Exercise >> All lines after the one containing "const TREE_LIMIT: usize = 500;", together with that line itself, should be written out exactly, down to the last line of the entries below.

◆ ◆ ◆ ◆

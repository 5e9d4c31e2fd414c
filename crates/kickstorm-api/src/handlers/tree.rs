//! Synced file tree listing.

use crate::auth::{require_member, UserContext};
use crate::error::{ErrorResponse, HttpAppError};
use crate::state::AppState;
use axum::{
    extract::{Path, State},
    Json,
};
use kickstorm_core::models::RepoFile;
use serde::Serialize;
use std::sync::Arc;
use utoipa::ToSchema;

const TREE_LIMIT: usize = 500;

#[derive(Debug, Serialize, ToSchema)]
pub struct FileTreeResponse {
    pub success: bool,
    pub files: Vec<RepoFile>,
}

#[utoipa::path(
    get,
    path = "/api/v0/projects/{project_id}/files/tree",
    tag = "files",
    params(
        ("project_id" = i64, Path, description = "Project ID")
    ),
    responses(
        (status = 200, description = "Synced file tree", body = FileTreeResponse),
        (status = 403, description = "Not a project member", body = ErrorResponse),
        (status = 404, description = "Project not found", body = ErrorResponse)
    )
)]
pub async fn file_tree(
    State(state): State<Arc<AppState>>,
    user: UserContext,
    Path(project_id): Path<i64>,
) -> Result<Json<FileTreeResponse>, HttpAppError> {
    require_member(&state, project_id, user).await?;
    let files = state.store.repo_files(project_id, TREE_LIMIT)?;
    Ok(Json(FileTreeResponse {
        success: true,
        files,
    }))
}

◆ ◆ ◆ ◆

Solution to this problem >>
const TREE_LIMIT: usize = 500;

#[derive(Debug, Serialize, ToSchema)]
pub struct FileTreeResponse {
    pub success: bool,
    pub files: Vec<RepoFile>,
}

#[utoipa::path(
    get,
    path = "/api/v0/projects/{project_id}/files/tree",
    tag = "files",
    params(
        ("project_id" = i64, Path, description = "Project ID")
    ),
    responses(
        (status = 200, description = "Synced file tree", body = FileTreeResponse),
        (status = 403, description = "Not a project member", body = ErrorResponse),
        (status = 404, description = "Project not found", body = ErrorResponse)
    )
)]
pub async fn file_tree(
    State(state): State<Arc<AppState>>,
    user: UserContext,
    Path(project_id): Path<i64>,
) -> Result<Json<FileTreeResponse>, HttpAppError> {
    require_member(&state, project_id, user).await?;
    let files = state.store.repo_files(project_id, TREE_LIMIT)?;
    Ok(Json(FileTreeResponse {
        success: true,
        files,
    }))
}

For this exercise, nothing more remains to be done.